淋菌感染症治療に用いられるスペクチノマイシン
産業技術総合研究所と北海道大学は4月4日、環境バクテリアの16SリボソーマルRNA(16S rRNA)遺伝子ライブラリーの中から、淋菌感染症治療に用いられる抗生物質のスペクチノマイシンに対して耐性を示す16 SrRNA遺伝子を複数発見し、新たな耐性変異を発見したと発表した。この研究は、産総研生物プロセス研究部門合成生物工学研究グループの宮崎健太郎研究グループ長と、北大大学院理学研究院の北原圭特任助教らの研究グループによるもの。研究成果は英科学雑誌「Scientific Reports」に掲載されている。
rRNAは、抗生物質の主要なターゲットのひとつ。rRNAに耐性変異が生じると、抗生物質が効かなくなる。そのため、耐性変異の情報は耐性菌の早期発見に有用だが、これまでrRNAの耐性変異の同定は難しく、耐性変異に関する情報は十分に蓄積されていなかった。
今回研究グループは、産総研が開発した16S rRNAを生物種間で交換する手法を用いて、環境中のさまざまなバクテリア由来の16S rRNAの中から、16S rRNAに作用する抗生物質のひとつであるスペクチノマイシンに対して耐性を示す16S rRNA遺伝子をスクリーニング。発見した耐性16S rRNA遺伝子の変異解析による新たな耐性変異の同定に取り組んだ。

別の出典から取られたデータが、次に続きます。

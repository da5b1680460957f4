//! Pagination utilities for service layer
//!
//! `Pagination` normalises raw inputs; `Paginated` is the list envelope
//! `{ data, pagination: { page, limit, total, totalPages } }`.

use sea_orm::{DatabaseConnection, DbErr, EntityTrait, PaginatorTrait, Select};
use serde::Serialize;

/// Pagination parameters
#[derive(Clone, Copy, Debug, PartialEq)]
pub struct Pagination {
    /// 1-based page index
    pub page: u64,
    /// items per page
    pub limit: u64,
}

impl Pagination {
    pub fn new(page: Option<u64>, limit: Option<u64>) -> Self {
        let d = Self::default();
        Self { page: page.unwrap_or(d.page), limit: limit.unwrap_or(d.limit) }.clamped()
    }

    /// Page at least 1, limit within 1..=100.
    pub fn clamped(self) -> Self {
        Self { page: self.page.max(1), limit: self.limit.clamp(1, 100) }
    }

    /// Zero-based page index and page size.
    pub fn normalize(self) -> (u64, u64) {
        let c = self.clamped();
        (c.page - 1, c.limit)
    }
}

impl Default for Pagination {
    fn default() -> Self { Self { page: 1, limit: 20 } }
}

#[derive(Clone, Copy, Debug, PartialEq, Serialize)]
#[serde(rename_all = "camelCase")]
pub struct PageMeta {
    pub page: u64,
    pub limit: u64,
    pub total: u64,
    pub total_pages: u64,
}

impl PageMeta {
    pub fn new(p: Pagination, total: u64) -> Self {
        let p = p.clamped();
        Self { page: p.page, limit: p.limit, total, total_pages: total.div_ceil(p.limit) }
    }
}

#[derive(Clone, Debug, Serialize)]
pub struct Paginated<T> {
    pub data: Vec<T>,
    pub pagination: PageMeta,
}

impl<T> Paginated<T> {
    pub fn map<U>(self, f: impl FnMut(T) -> U) -> Paginated<U> {
        Paginated { data: self.data.into_iter().map(f).collect(), pagination: self.pagination }
    }
}

/// Count and fetch one page of an already filtered and ordered select.
pub async fn fetch_page<E>(
    db: &DatabaseConnection,
    select: Select<E>,
    p: Pagination,
) -> Result<Paginated<E::Model>, DbErr>
where
    E: EntityTrait,
    E::Model: Sync + 'static,
{
    let (page_idx, per_page) = p.normalize();
    let paginator = select.paginate(db, per_page);
    let total = paginator.num_items().await?;
    let data = paginator.fetch_page(page_idx).await?;
    Ok(Paginated { data, pagination: PageMeta::new(p, total) })
}

#[cfg(test)]
mod tests {
    use super::*;

    #[test]
    fn normalize_clamps_zero_to_defaults() {
        let (idx, per) = Pagination { page: 0, limit: 0 }.normalize();
        assert_eq!(idx, 0);
        assert_eq!(per, 1);
    }

    #[test]
    fn normalize_clamps_upper_bound() {
        let (idx, per) = Pagination { page: 5, limit: 1000 }.normalize();
        assert_eq!(idx, 4);
        assert_eq!(per, 100);
    }

    #[test]
    fn default_values_are_sane() {
        let d = Pagination::new(None, None);
        assert_eq!(d.page, 1);
        assert_eq!(d.limit, 20);
    }

    #[test]
    fn total_pages_is_ceiling() {
        let p = Pagination::new(Some(1), Some(3));
        assert_eq!(PageMeta::new(p, 7).total_pages, 3);
        assert_eq!(PageMeta::new(p, 6).total_pages, 2);
        assert_eq!(PageMeta::new(p, 0).total_pages, 0);
    }

    #[test]
    fn meta_serializes_camel_case() {
        let v = serde_json::to_value(PageMeta::new(Pagination::default(), 41)).unwrap();
        assert_eq!(v["totalPages"], 3);
        assert_eq!(v["limit"], 20);
    }
}
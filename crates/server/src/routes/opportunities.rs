use axum::{extract::State, http::StatusCode, routing::get, Json, Router};
use serde::Deserialize;
use utoipa::IntoParams;
use uuid::Uuid;

use common::types::DataResponse;
use models::opportunity::{self, NewOpportunity, OpportunityPatch};
use service::opportunity_service::{self, OpportunityDetail, OpportunityFilter, OpportunityRow};
use service::pagination::{Paginated, Pagination};

use crate::errors::ApiError;
use crate::extract::{ApiJson, ApiPath, ApiQuery};
use crate::state::AppState;

#[derive(Debug, Deserialize, IntoParams)]
#[serde(rename_all = "camelCase")]
#[into_params(parameter_in = Query)]
pub struct OpportunityListQuery {
    pub stage: Option<String>,
    pub customer_id: Option<String>,
    pub lead_id: Option<String>,
    pub page: Option<u64>,
    pub limit: Option<u64>,
}

pub fn router() -> Router<AppState> {
    Router::new()
        .route("/opportunities", get(list).post(create))
        .route("/opportunities/:id", get(get_one).put(update).patch(update).delete(remove))
}

#[utoipa::path(
    get, path = "/api/opportunities", tag = "opportunities",
    params(OpportunityListQuery),
    responses((status = 200, description = "Paginated opportunities with owner summaries"), (status = 400, description = "Invalid filter"))
)]
pub async fn list(
    State(state): State<AppState>,
    ApiQuery(q): ApiQuery<OpportunityListQuery>,
) -> Result<Json<Paginated<OpportunityRow>>, ApiError> {
    let filter = OpportunityFilter { stage: q.stage, customer_id: q.customer_id, lead_id: q.lead_id };
    let page = opportunity_service::list_opportunities(&state.db, filter, Pagination::new(q.page, q.limit)).await?;
    Ok(Json(page))
}

#[utoipa::path(
    get, path = "/api/opportunities/{id}", tag = "opportunities",
    params(("id" = Uuid, Path, description = "Opportunity ID")),
    responses((status = 200, description = "Opportunity with owner and activities"), (status = 404, description = "Not Found"))
)]
pub async fn get_one(
    State(state): State<AppState>,
    ApiPath(id): ApiPath<Uuid>,
) -> Result<Json<DataResponse<OpportunityDetail>>, ApiError> {
    Ok(Json(DataResponse::new(opportunity_service::get_opportunity(&state.db, id).await?)))
}

#[utoipa::path(
    post, path = "/api/opportunities", tag = "opportunities",
    request_body = crate::openapi::OpportunityInputDoc,
    responses(
        (status = 201, description = "Created"),
        (status = 400, description = "Validation Error"),
        (status = 404, description = "Referenced customer or lead not found")
    )
)]
pub async fn create(
    State(state): State<AppState>,
    ApiJson(input): ApiJson<NewOpportunity>,
) -> Result<(StatusCode, Json<DataResponse<opportunity::Model>>), ApiError> {
    let created = opportunity_service::create_opportunity(&state.db, input).await?;
    Ok((StatusCode::CREATED, Json(DataResponse::new(created))))
}

#[utoipa::path(
    put, path = "/api/opportunities/{id}", tag = "opportunities",
    params(("id" = Uuid, Path, description = "Opportunity ID")),
    request_body = crate::openapi::OpportunityInputDoc,
    responses((status = 200, description = "Updated"), (status = 400, description = "Validation Error"), (status = 404, description = "Not Found"))
)]
pub async fn update(
    State(state): State<AppState>,
    ApiPath(id): ApiPath<Uuid>,
    ApiJson(patch): ApiJson<OpportunityPatch>,
) -> Result<Json<DataResponse<opportunity::Model>>, ApiError> {
    let updated = opportunity_service::update_opportunity(&state.db, id, patch).await?;
    Ok(Json(DataResponse::new(updated)))
}

#[utoipa::path(
    delete, path = "/api/opportunities/{id}", tag = "opportunities",
    params(("id" = Uuid, Path, description = "Opportunity ID")),
    responses((status = 204, description = "Deleted"), (status = 404, description = "Not Found"))
)]
pub async fn remove(State(state): State<AppState>, ApiPath(id): ApiPath<Uuid>) -> Result<StatusCode, ApiError> {
    opportunity_service::delete_opportunity(&state.db, id).await?;
    Ok(StatusCode::NO_CONTENT)
}
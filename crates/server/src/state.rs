use sea_orm::DatabaseConnection;
use service::email::EmailService;

/// Shared by every handler; cloned per request.
#[derive(Clone)]
pub struct AppState {
    pub db: DatabaseConnection,
    pub email: EmailService,
}
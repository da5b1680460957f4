use dotenvy::dotenv;
use tracing::{error, info};
use uuid::Uuid;

fn init_logging() {
    // .env first so RUST_LOG and LOG_FORMAT apply
    dotenv().ok();
    common::utils::logging::init_logging_from_env();
    info!(service = "salemanager", event = "logger_init", "tracing subscriber initialized");
}

fn main() -> std::process::ExitCode {
    init_logging();

    let service_id = Uuid::new_v4();
    let pid = std::process::id();
    let version = env!("CARGO_PKG_VERSION");

    std::panic::set_hook(Box::new(move |info| {
        error!(
            service = "salemanager",
            event = "panic",
            %service_id,
            pid,
            message = %info,
            "unhandled panic occurred"
        );
    }));

    // TOKIO_WORKER_THREADS overrides server.worker_threads
    let worker_threads = match configs::AppConfig::load_or_env() {
        Ok(cfg) => std::env::var("TOKIO_WORKER_THREADS")
            .ok()
            .and_then(|v| v.parse::<usize>().ok())
            .or(cfg.server.worker_threads),
        Err(e) => {
            error!(service = "salemanager", event = "config_invalid", error = format!("{e:#}"), "failed to load configuration");
            return std::process::ExitCode::FAILURE;
        }
    };

    let mut builder = tokio::runtime::Builder::new_multi_thread();
    builder.enable_all();
    if let Some(w) = worker_threads { builder.worker_threads(w); }

    let rt = match builder.build() {
        Ok(rt) => rt,
        Err(e) => {
            error!(service = "salemanager", event = "runtime_build_failed", error = %e, "failed to build tokio runtime");
            return std::process::ExitCode::FAILURE;
        }
    };

    info!(
        service = "salemanager",
        event = "start",
        %service_id,
        pid,
        version,
        threads = worker_threads.unwrap_or_default(),
        "salemanager starting"
    );

    // server::run owns Ctrl+C handling and drains in-flight requests
    rt.block_on(async move {
        match server::run().await {
            Ok(()) => {
                info!(service = "salemanager", event = "stop", %service_id, pid, "server stopped normally");
                std::process::ExitCode::SUCCESS
            }
            Err(e) => {
                error!(service = "salemanager", event = "run_failed", error = %e, "server::run returned error");
                std::process::ExitCode::FAILURE
            }
        }
    })
}
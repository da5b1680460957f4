use sea_orm_migration::prelude::*;

#[derive(DeriveMigrationName)]
pub struct Migration;

/// (index name, table, column)
const INDEXES: &[(&str, Tbl, Col)] = &[
    ("idx_customer_created_at", Tbl::Customer, Col::CreatedAt),
    ("idx_customer_status", Tbl::Customer, Col::Status),
    ("idx_lead_created_at", Tbl::Lead, Col::CreatedAt),
    ("idx_lead_status", Tbl::Lead, Col::Status),
    ("idx_opportunity_created_at", Tbl::Opportunity, Col::CreatedAt),
    ("idx_opportunity_stage", Tbl::Opportunity, Col::Stage),
    ("idx_opportunity_customer", Tbl::Opportunity, Col::CustomerId),
    ("idx_opportunity_lead", Tbl::Opportunity, Col::LeadId),
    ("idx_activity_date", Tbl::Activity, Col::ActivityDate),
    ("idx_activity_type", Tbl::Activity, Col::Type),
    ("idx_activity_customer", Tbl::Activity, Col::CustomerId),
    ("idx_activity_lead", Tbl::Activity, Col::LeadId),
    ("idx_activity_opportunity", Tbl::Activity, Col::OpportunityId),
    ("idx_emaillog_created_at", Tbl::EmailLog, Col::CreatedAt),
    ("idx_emaillog_customer", Tbl::EmailLog, Col::CustomerId),
];

#[async_trait::async_trait]
impl MigrationTrait for Migration {
    async fn up(&self, manager: &SchemaManager) -> Result<(), DbErr> {
        for (name, table, col) in INDEXES {
            manager
                .create_index(
                    Index::create()
                        .name(*name)
                        .table(*table)
                        .col(*col)
                        .to_owned(),
                )
                .await?;
        }
        Ok(())
    }

    async fn down(&self, manager: &SchemaManager) -> Result<(), DbErr> {
        for (name, table, _) in INDEXES.iter().rev() {
            manager
                .drop_index(Index::drop().name(*name).table(*table).to_owned())
                .await?;
        }
        Ok(())
    }
}

#[derive(DeriveIden, Clone, Copy)]
enum Tbl { Customer, Lead, Opportunity, Activity, EmailLog }

#[derive(DeriveIden, Clone, Copy)]
enum Col { CreatedAt, Status, Stage, CustomerId, LeadId, OpportunityId, ActivityDate, Type }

スペクチノマイシンに対する新たな3つの耐性変異も発見
研究グループは、まず、大腸菌16S rRNA遺伝子欠損株が生育できる環境バクテリア由来の16S rRNA遺伝子を大量に取得し、数万種の大腸菌変異株からなるライブラリーを作製。次に、この大腸菌変異株ライブラリーを、スペクチノマイシンを含む培地で培養し、生育できた大腸菌変異種すなわち耐性を示す大腸菌変異種を分離した。これらの16S rRNA遺伝子の解析により、4種のスペクチノマイシン耐性16S rRNA遺伝子を同定したという。それらの遺伝子の変異解析により、新たにスペクチノマイシンに対する3つの耐性変異を発見したとしている。
画像はリリースより
これまで、バクテリアの複数のrRNAを個別に調べて抗生物質耐性を持つものを特定できる有効な手段はなかったが、今回用いた産総研独自の手法であれば個々の16S rRNAの機能を調べて抗生物質耐性を持つものを特定できることがわかった。この手法はスペクチノマイシン以外の抗生物質にも適用できるため、この手法でさまざまな抗生物質の耐性スクリーニングを行い耐性変異に関するデータを蓄積すれば、耐性菌の早期発見・診断に有用な抗生物質耐性変異のデータベースの構築も可能、と研究グループは述べている。